Established in 1929, Freed of London manufactures pointe shoes for dancers globally – from young beginners to prima ballerinas. The small factory produces 48,000 standard and 112, 000 bespoke shoes annually – that’s 700 shoes every day.
But who are the people working the machines? This question captivated filmmakers Jack Flynn and Nick David who, in a four-minute, beautifully-crafted short film, tell the stories behind the story of Freed.
“We love the honesty of the film,” says David. “It was a very simple approach, but that’s when you get the magic.”
“Initially we wanted to document the manufacturing process,” adds Flynn, “but what became apparent after a couple of visits, were the stories of the people who worked there.”
Every worker has their own ‘maker’s stamp’ – “mine’s a crown,” says one – and all express a strong sense of pride in their craft. “Not many people can do the work,” explains one employee.
The workshop seems worlds way from the pristine theatres of world-class ballerinas, yet its rhythmic contraptions are almost dancingly hypnotic. “The contrast between ballet and the factory floor was really obvious,” says Jack, “yet we saw a real connection with the sheer physicality of both disciplines.”
In other ways, however, there is a disconnect between the crafts. One shoemaker has been in the business for 25 years, but is yet to go to the ballet. “I’ve seen it on telly,” he says, “but I haven’t gone to theatres or nothing like that. I don’t get the time to.”

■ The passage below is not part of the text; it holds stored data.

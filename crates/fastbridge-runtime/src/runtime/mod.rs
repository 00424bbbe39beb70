//! Script execution internals: the embedded interpreter, its host
//! bindings, value conversion, and the per-context worker threads.

pub mod bindings;
pub mod conversions;
pub mod handler_set;
pub mod script;
pub mod worker;
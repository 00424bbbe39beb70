//! Dedicated worker thread hosting one execution context.
//!
//! Boa's `Context` is not `Send`, so every execution context lives on its
//! own OS thread and is driven through a message channel. The channel also
//! gives the drain guarantee for free: messages are processed strictly in
//! order, so a `Load` queued behind an `Execute` takes effect only after
//! the in-flight request finishes.
//!
//! Lifecycle: `Starting -> Idle <-> Busy -> Draining -> Stopped`. The pool
//! owns the Idle/Busy/Draining scheduling states; the worker itself only
//! reports readiness, load results, and the terminal `Stopped` transition
//! when its interpreter state is beyond recovery.

use crate::buffer::{BufferHandle, BufferPool, Encoding};
use crate::runtime::handler_set::HandlerSet;
use crate::runtime::script::{HandlerArgs, ScriptContext};
use fastbridge_common::{BridgeError, Result};
use serde::Serialize;
use std::panic::{catch_unwind, AssertUnwindSafe};
use std::sync::atomic::{AtomicBool, AtomicU64, AtomicU8, Ordering};
use std::sync::Arc;
use tokio::sync::{mpsc, oneshot};

/// Lifecycle state of an execution context.
#[derive(Clone, Copy, Debug, PartialEq, Eq, Serialize)]
pub enum ContextState {
    Starting,
    Idle,
    Busy,
    Draining,
    Stopped,
}

impl ContextState {
    fn from_u8(v: u8) -> Self {
        match v {
            0 => ContextState::Starting,
            1 => ContextState::Idle,
            2 => ContextState::Busy,
            3 => ContextState::Draining,
            _ => ContextState::Stopped,
        }
    }

    fn as_u8(self) -> u8 {
        match self {
            ContextState::Starting => 0,
            ContextState::Idle => 1,
            ContextState::Busy => 2,
            ContextState::Draining => 3,
            ContextState::Stopped => 4,
        }
    }
}

/// State shared between a worker thread, its pool slot, and in-flight
/// leases.
#[derive(Debug)]
pub struct ContextShared {
    id: usize,
    state: AtomicU8,
    generation: AtomicU64,
    /// Set when the slot has been replaced; the old worker exits on sight
    /// and its late replies are discarded.
    retired: AtomicBool,
    executed: AtomicU64,
    failed: AtomicU64,
}

impl ContextShared {
    fn new(id: usize, generation: u64) -> Self {
        Self {
            id,
            state: AtomicU8::new(ContextState::Starting.as_u8()),
            generation: AtomicU64::new(generation),
            retired: AtomicBool::new(false),
            executed: AtomicU64::new(0),
            failed: AtomicU64::new(0),
        }
    }

    pub fn id(&self) -> usize {
        self.id
    }

    pub fn state(&self) -> ContextState {
        ContextState::from_u8(self.state.load(Ordering::Acquire))
    }

    pub fn set_state(&self, state: ContextState) {
        self.state.store(state.as_u8(), Ordering::Release);
    }

    /// Generation of the handler set this context currently has loaded.
    pub fn generation(&self) -> u64 {
        self.generation.load(Ordering::Acquire)
    }

    pub fn retire(&self) {
        self.retired.store(true, Ordering::Release);
        self.set_state(ContextState::Stopped);
    }

    pub fn is_retired(&self) -> bool {
        self.retired.load(Ordering::Acquire)
    }

    pub fn executed(&self) -> u64 {
        self.executed.load(Ordering::Relaxed)
    }

    pub fn failed(&self) -> u64 {
        self.failed.load(Ordering::Relaxed)
    }
}

/// Messages accepted by a worker thread, processed strictly in order.
pub(crate) enum WorkerMsg {
    Execute {
        route: String,
        payload: BufferHandle,
        reply: oneshot::Sender<Result<BufferHandle>>,
    },
    Load {
        set: Arc<HandlerSet>,
        reply: oneshot::Sender<Result<u64>>,
    },
    Stop,
}

/// Sending half of a worker's channel plus its shared state.
#[derive(Clone)]
pub(crate) struct WorkerHandle {
    pub shared: Arc<ContextShared>,
    pub sender: mpsc::UnboundedSender<WorkerMsg>,
}

/// Spawns a worker thread that compiles `set` and then serves messages.
///
/// Returns the handle immediately; the readiness receiver resolves once
/// the initial compile finishes (`Ok` puts the context at `Idle`, an error
/// leaves it `Stopped`).
pub(crate) fn spawn_worker(
    id: usize,
    set: Arc<HandlerSet>,
    buffers: Arc<BufferPool>,
) -> (WorkerHandle, oneshot::Receiver<Result<()>>) {
    let shared = Arc::new(ContextShared::new(id, set.generation()));
    let (tx, rx) = mpsc::unbounded_channel();
    let (ready_tx, ready_rx) = oneshot::channel();

    let thread_shared = Arc::clone(&shared);
    std::thread::Builder::new()
        .name(format!("fastbridge-ctx-{id}"))
        .spawn(move || worker_main(thread_shared, set, buffers, rx, ready_tx))
        .expect("failed to spawn context worker thread");

    (WorkerHandle { shared, sender: tx }, ready_rx)
}

fn worker_main(
    shared: Arc<ContextShared>,
    set: Arc<HandlerSet>,
    buffers: Arc<BufferPool>,
    mut rx: mpsc::UnboundedReceiver<WorkerMsg>,
    ready: oneshot::Sender<Result<()>>,
) {
    let mut script = match ScriptContext::compile(set.sources()) {
        Ok(script) => {
            shared.set_state(ContextState::Idle);
            let _ = ready.send(Ok(()));
            script
        }
        Err(e) => {
            tracing::error!(context = shared.id(), error = %e, "context failed to start");
            shared.set_state(ContextState::Stopped);
            let _ = ready.send(Err(e));
            return;
        }
    };

    while let Some(msg) = rx.blocking_recv() {
        if shared.is_retired() {
            break;
        }
        match msg {
            WorkerMsg::Execute {
                route,
                payload,
                reply,
            } => {
                let result = run_handler(&mut script, &shared, &route, payload, &buffers);
                match &result {
                    Ok(_) => shared.executed.fetch_add(1, Ordering::Relaxed),
                    Err(_) => shared.failed.fetch_add(1, Ordering::Relaxed),
                };
                let corrupted = matches!(
                    &result,
                    Err(BridgeError::ContextStopped)
                );
                let _ = reply.send(result);
                if corrupted {
                    // interpreter state is gone; stop serving
                    break;
                }
            }
            WorkerMsg::Load { set, reply } => {
                match ScriptContext::compile(set.sources()) {
                    Ok(fresh) => {
                        script = fresh;
                        shared
                            .generation
                            .store(set.generation(), Ordering::Release);
                        tracing::debug!(
                            context = shared.id(),
                            generation = set.generation(),
                            "context reloaded"
                        );
                        let _ = reply.send(Ok(set.generation()));
                    }
                    Err(e) => {
                        // previous handler set stays active
                        tracing::warn!(
                            context = shared.id(),
                            error = %e,
                            "context reload failed, keeping old handler set"
                        );
                        let _ = reply.send(Err(e));
                    }
                }
            }
            WorkerMsg::Stop => break,
        }
    }

    if !shared.is_retired() {
        shared.set_state(ContextState::Stopped);
    }
    tracing::debug!(context = shared.id(), "context worker exited");
}

/// Decodes the payload, invokes the handler, and encodes the result into a
/// fresh transfer buffer.
///
/// A panic out of the interpreter marks the context corrupted
/// ([`BridgeError::ContextStopped`]); a script-level throw is an ordinary
/// `HandlerPanicked` and leaves the context serviceable.
fn run_handler(
    script: &mut ScriptContext,
    shared: &ContextShared,
    route: &str,
    payload: BufferHandle,
    buffers: &BufferPool,
) -> Result<BufferHandle> {
    let encoding = payload.encoding();
    let args = match encoding {
        Encoding::Json => {
            let json = serde_json::from_slice(payload.as_slice())
                .map_err(|e| BridgeError::Encoding(format!("request payload: {e}")))?;
            HandlerArgs::Json(json)
        }
        Encoding::Bytes => HandlerArgs::Bytes(payload.as_slice().to_vec()),
    };
    // the request leg ends here; recycle the input buffer before running
    buffers.release(payload);

    let outcome = catch_unwind(AssertUnwindSafe(|| script.invoke(route, args)));
    let result = match outcome {
        Ok(result) => result?,
        Err(_) => {
            tracing::error!(
                context = shared.id(),
                route,
                "interpreter panicked; context marked stopped"
            );
            shared.set_state(ContextState::Stopped);
            return Err(BridgeError::ContextStopped);
        }
    };

    encode_result(&result, encoding, buffers)
}

fn encode_result(
    result: &serde_json::Value,
    encoding: Encoding,
    buffers: &BufferPool,
) -> Result<BufferHandle> {
    let bytes = match encoding {
        Encoding::Json => serde_json::to_vec(result)?,
        Encoding::Bytes => match result {
            // byte handlers return arrays of numbers; anything else is
            // serialized as JSON text
            serde_json::Value::Array(items) => {
                let mut out = Vec::with_capacity(items.len());
                for item in items {
                    let b = item
                        .as_u64()
                        .filter(|&b| b <= u8::MAX as u64)
                        .ok_or_else(|| {
                            BridgeError::Encoding("byte result out of range".into())
                        })?;
                    out.push(b as u8);
                }
                out
            }
            other => serde_json::to_vec(other)?,
        },
    };

    let mut buffer = buffers.acquire(bytes.len(), encoding);
    buffer.write(&bytes)?;
    Ok(buffer.handoff())
}
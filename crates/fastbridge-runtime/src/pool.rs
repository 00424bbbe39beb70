//! Pool of execution contexts.
//!
//! The pool owns every context slot and all scheduling state. Selection is
//! least-recently-used among idle contexts: slots returning from work go to
//! the back of the idle queue and `select` pops from the front, so load
//! spreads evenly instead of hammering one warm context. The queue is
//! seeded in index order, which makes ties deterministic (lowest index
//! first).
//!
//! Contexts that keep faulting get evicted: once a slot accumulates
//! `fault_threshold` handler faults inside the sliding window, it is
//! retired and a fresh context is spawned into the same slot. A context
//! that misses a deadline or dies mid-request is sacrificed the same way,
//! immediately.

use crate::buffer::{BufferHandle, BufferPool};
use crate::runtime::handler_set::HandlerSet;
use crate::runtime::worker::{
    spawn_worker, ContextShared, ContextState, WorkerHandle, WorkerMsg,
};
use fastbridge_common::{BridgeError, Result, RuntimeConfig};
use serde::Serialize;
use std::collections::VecDeque;
use std::sync::atomic::{AtomicBool, AtomicU64, Ordering};
use std::sync::{Arc, Mutex};
use std::time::{Duration, Instant};
use tokio::sync::{oneshot, Notify};

/// Aggregate pool health, serializable for the monitoring collaborator.
#[derive(Clone, Debug, Serialize)]
pub struct HealthSnapshot {
    pub idle_contexts: usize,
    pub busy_contexts: usize,
    pub stopped_contexts: usize,
    pub current_generation: u64,
    pub total_executed: u64,
    pub total_failed: u64,
}
//! fastbridge Common Types
//!
//! This crate provides the shared error taxonomy and configuration surface
//! for the fastbridge execution core. fastbridge fronts a pool of isolated
//! script-execution contexts behind a native dispatcher; everything that
//! both the runtime and its external collaborators (listener, reload
//! watcher, monitoring) need to agree on lives here:
//!
//! - [`error`] - Typed failure taxonomy ([`BridgeError`]) and `Result` alias
//! - [`config`] - The configuration snapshot consumed (not owned) by the core
//!
//! # Example
//!
//! ```
//! use fastbridge_common::{BridgeError, RuntimeConfig};
//!
//! let config = RuntimeConfig::default();
//! assert!(config.pool_size >= 1);
//!
//! let err = BridgeError::HandlerNotFound("orders.create".into());
//! assert!(err.to_string().contains("orders.create"));
//! ```

pub mod config;
pub mod error;

pub use config::RuntimeConfig;
pub use error::{BridgeError, Result};
use thiserror::Error;

/// Failure taxonomy for the fastbridge execution core.
///
/// Every failure the core can produce is a typed variant here; nothing is
/// silently swallowed. Variants fall into three groups:
///
/// - **Caller errors**, surfaced immediately: [`CapacityExceeded`],
///   [`HandlerNotFound`], [`Encoding`]
/// - **Failed tickets**: [`HandlerPanicked`] (counts toward context fault
///   eviction), [`Timeout`] (triggers context eviction)
/// - **Pool/reload conditions**: [`CompileError`] (reload rejected, state
///   unchanged), [`PoolExhausted`] (backoff/retry at the caller's
///   discretion), [`ContextStopped`], [`Shutdown`]
///
/// [`CapacityExceeded`]: BridgeError::CapacityExceeded
/// [`HandlerNotFound`]: BridgeError::HandlerNotFound
/// [`Encoding`]: BridgeError::Encoding
/// [`HandlerPanicked`]: BridgeError::HandlerPanicked
/// [`Timeout`]: BridgeError::Timeout
/// [`CompileError`]: BridgeError::CompileError
/// [`PoolExhausted`]: BridgeError::PoolExhausted
/// [`ContextStopped`]: BridgeError::ContextStopped
/// [`Shutdown`]: BridgeError::Shutdown
#[derive(Error, Debug)]
pub enum BridgeError {
    #[error("buffer capacity exceeded: needed {needed} bytes, reserved {reserved}")]
    CapacityExceeded { needed: usize, reserved: usize },

    #[error("no handler registered for route '{0}'")]
    HandlerNotFound(String),

    #[error("handler fault on route '{route}': {message}")]
    HandlerPanicked { route: String, message: String },

    #[error("request timed out after {0}ms")]
    Timeout(u64),

    #[error("handler compilation failed: {0}")]
    CompileError(String),

    #[error("no idle execution context available")]
    PoolExhausted,

    #[error("invalid payload encoding: {0}")]
    Encoding(String),

    #[error("execution context stopped")]
    ContextStopped,

    #[error("runtime is shutting down")]
    Shutdown,

    #[error("JSON serialization error: {0}")]
    JsonSerialization(#[from] serde_json::Error),

    #[error("IO error: {0}")]
    Io(#[from] std::io::Error),
}

impl BridgeError {
    /// Whether this failure counts toward a context's fault window.
    ///
    /// Only handler-internal faults contribute; caller errors and routing
    /// misconfiguration say nothing about the context's health.
    pub fn is_context_fault(&self) -> bool {
        matches!(self, BridgeError::HandlerPanicked { .. })
    }
}

pub type Result<T> = std::result::Result<T, BridgeError>;
//! Native dispatch runtime over a pool of isolated script contexts.
//!
//! The runtime fronts a set of JavaScript execution contexts (Boa
//! interpreters), each pinned to its own thread with fully private global
//! state. Requests flow through zero-copy transfer buffers into the
//! least-recently-used idle context, run under a deadline, and come back
//! as owned result buffers. Handler code is versioned in immutable sets
//! and can be reloaded across the pool without dropping in-flight work.
//!
//! [`Bridge`] is the entry point for embedders; the lower layers
//! ([`ContextPool`], [`BridgeDispatcher`], [`BufferPool`]) are exposed for
//! callers that need finer control.

pub mod bridge;
pub mod buffer;
pub mod dispatch;
pub mod pool;
pub mod reload;
pub mod runtime;

pub use bridge::Bridge;
pub use buffer::{BufferHandle, BufferPool, Encoding, TransferBuffer};
pub use dispatch::BridgeDispatcher;
pub use fastbridge_common::{BridgeError, Result, RuntimeConfig};
pub use pool::{ContextLease, ContextPool, HealthSnapshot};
pub use reload::{ReloadCoordinator, ReloadReport};
pub use runtime::handler_set::{HandlerSet, HandlerSource};
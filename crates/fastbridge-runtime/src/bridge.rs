//! Top-level runtime facade.
//!
//! [`Bridge`] wires the buffer pool, context pool, dispatcher and reload
//! coordinator together behind one handle. Embedders start it once with a
//! config snapshot and an initial handler set, then dispatch requests,
//! reload handlers, and read health from any task.

use crate::buffer::{BufferHandle, BufferPool, Encoding};
use crate::dispatch::BridgeDispatcher;
use crate::pool::{ContextPool, HealthSnapshot};
use crate::reload::{ReloadCoordinator, ReloadReport};
use crate::runtime::handler_set::{HandlerSet, HandlerSource};
use fastbridge_common::{Result, RuntimeConfig};
use std::path::Path;
use std::sync::Arc;
use std::time::Duration;

/// A running bridge runtime. Cheap to clone; all clones share the same
/// pool and buffers.
#[derive(Clone)]
pub struct Bridge {
    config: RuntimeConfig,
    pool: ContextPool,
    dispatcher: BridgeDispatcher,
    reloader: ReloadCoordinator,
    buffers: Arc<BufferPool>,
}

impl Bridge {
    /// Starts the runtime: compiles the initial handler set from `paths`,
    /// spawns the context pool, and waits for every context to come up.
    pub async fn start(config: RuntimeConfig, paths: &[impl AsRef<Path>]) -> Result<Self> {
        let sources = paths
            .iter()
            .map(|p| HandlerSource::from_path(p.as_ref()))
            .collect::<Result<Vec<_>>>()?;
        Self::start_with_sources(config, sources).await
    }

    /// Starts the runtime from in-memory handler sources.
    pub async fn start_with_sources(
        config: RuntimeConfig,
        sources: Vec<HandlerSource>,
    ) -> Result<Self> {
        let set = Arc::new(HandlerSet::compile(sources, 1)?);
        let buffers = Arc::new(BufferPool::new());
        let pool = ContextPool::new(config.clone(), set, Arc::clone(&buffers)).await?;
        let dispatcher = BridgeDispatcher::new(pool.clone(), Arc::clone(&buffers), &config);
        let reloader = ReloadCoordinator::new(pool.clone(), &config);
        tracing::info!(
            contexts = config.pool_size,
            timeout_ms = config.request_timeout_ms,
            "bridge runtime started"
        );
        Ok(Self {
            config,
            pool,
            dispatcher,
            reloader,
            buffers,
        })
    }

    /// Dispatches one request and returns the result bytes.
    ///
    /// Uses the configured default deadline. For JSON encoding the result
    /// is the handler's return value serialized as JSON; for byte encoding
    /// it is the raw byte array the handler returned.
    pub async fn dispatch(&self, route: &str, body: &[u8], encoding: Encoding) -> Result<Vec<u8>> {
        self.dispatcher
            .dispatch_bytes(route, body, encoding, None)
            .await
    }

    /// Dispatches with an explicit per-request deadline.
    pub async fn dispatch_with_deadline(
        &self,
        route: &str,
        body: &[u8],
        encoding: Encoding,
        deadline: Duration,
    ) -> Result<Vec<u8>> {
        self.dispatcher
            .dispatch_bytes(route, body, encoding, Some(deadline))
            .await
    }

    /// Zero-copy variant: the caller owns the returned handle and must
    /// release it back via [`Bridge::buffers`].
    pub async fn dispatch_raw(
        &self,
        route: &str,
        body: &[u8],
        encoding: Encoding,
        deadline: Option<Duration>,
    ) -> Result<BufferHandle> {
        self.dispatcher.dispatch(route, body, encoding, deadline).await
    }

    /// Validates and rolls a new handler set read from `paths` across the
    /// pool. A set that fails validation changes nothing.
    pub async fn reload(&self, paths: &[impl AsRef<Path>]) -> Result<ReloadReport> {
        let sources = paths
            .iter()
            .map(|p| HandlerSource::from_path(p.as_ref()))
            .collect::<Result<Vec<_>>>()?;
        self.reloader.propose_reload(sources).await
    }

    /// Reload from in-memory sources.
    pub async fn reload_sources(&self, sources: Vec<HandlerSource>) -> Result<ReloadReport> {
        self.reloader.propose_reload(sources).await
    }

    /// Grows or shrinks the context pool.
    pub async fn resize(&self, target: usize) -> Result<()> {
        self.pool.resize(target).await
    }

    pub fn health(&self) -> HealthSnapshot {
        self.pool.health()
    }

    /// Routes served by the currently published handler set.
    pub fn routes(&self) -> Vec<String> {
        self.pool.current_set().routes().to_vec()
    }

    pub fn generation(&self) -> u64 {
        self.pool.generation()
    }

    pub fn config(&self) -> &RuntimeConfig {
        &self.config
    }

    pub fn buffers(&self) -> &Arc<BufferPool> {
        &self.buffers
    }

    /// Drains every context and rejects further dispatches.
    pub async fn shutdown(&self) {
        self.pool.shutdown().await;
    }
}
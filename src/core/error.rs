use std::path::PathBuf;

use thiserror::Error;

/// Errors that can abort a triage batch.
#[derive(Debug, Error)]
#[non_exhaustive]
pub enum TriageError {
    /// The input header lacks one or more required columns.
    #[error("missing required columns: {}", .missing.join(", "))]
    Schema {
        /// Names of the absent columns, sorted.
        missing: Vec<String>,
    },

    /// A record could not be turned into an invoice.
    #[error("validation failed: {0}")]
    Validation(#[from] ValidationError),

    /// Batch totals exceeded the decimal range.
    #[error("arithmetic error: {0}")]
    Arithmetic(String),

    /// Malformed delimited input or output.
    #[error("CSV error: {0}")]
    Csv(#[from] csv::Error),

    /// Summary serialization failure.
    #[error("JSON error: {0}")]
    Json(#[from] serde_json::Error),

    /// Filesystem failure while reading input or writing artifacts.
    #[error("I/O error on {}: {source}", .path.display())]
    Io {
        path: PathBuf,
        #[source]
        source: std::io::Error,
    },
}

impl TriageError {
    pub(crate) fn io(path: impl Into<PathBuf>, source: std::io::Error) -> Self {
        Self::Io {
            path: path.into(),
            source,
        }
    }
}

/// A single invalid field on an input record.
#[derive(Debug, Clone, PartialEq, Eq)]
pub struct ValidationError {
    /// Name of the offending field (e.g. "amount").
    pub field: String,
    /// Human-readable error description.
    pub message: String,
    /// 1-based line in the input file, when the record came from a file.
    pub line: Option<u64>,
    /// Invoice the record belongs to, when known.
    pub invoice_id: Option<String>,
}

impl std::fmt::Display for ValidationError {
    fn fmt(&self, f: &mut std::fmt::Formatter<'_>) -> std::fmt::Result {
        if let Some(line) = self.line {
            write!(f, "line {line}: ")?;
        }
        if let Some(id) = &self.invoice_id {
            write!(f, "invoice '{id}': ")?;
        }
        write!(f, "{}: {}", self.field, self.message)
    }
}

impl std::error::Error for ValidationError {}

impl ValidationError {
    /// Create a validation error without location context.
    pub fn new(field: impl Into<String>, message: impl Into<String>) -> Self {
        Self {
            field: field.into(),
            message: message.into(),
            line: None,
            invoice_id: None,
        }
    }

    /// Attach the input line the record was read from.
    pub fn at_line(mut self, line: u64) -> Self {
        self.line = Some(line);
        self
    }

    /// Attach the invoice identifier of the failing record.
    pub fn for_invoice(mut self, invoice_id: impl Into<String>) -> Self {
        self.invoice_id = Some(invoice_id.into());
        self
    }
}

Freed’s workers are undoubtedly devoted. Tony Collins started work in 1969 and has been there ever since. Sheila Goodman met her husband of 35 years at the factory. They’ve been working together for 40 years. “We didn’t tell no one that we was getting married!” she recalls. “We got married on the Saturday and on the Monday we were back into work. We didn’t even have a honeymoon!”
The factory’s walls are testament to the spirit and diversity of its workers. One wall is covered in football memorabilia and another cats and Hindu iconography. “I’m curious as to who’s wearing my shoes,” muses one worker. “Without the audience there’d be no dancers, without the dancers there’d be no makers. Life goes round in a circle… It’s unlike anything else.”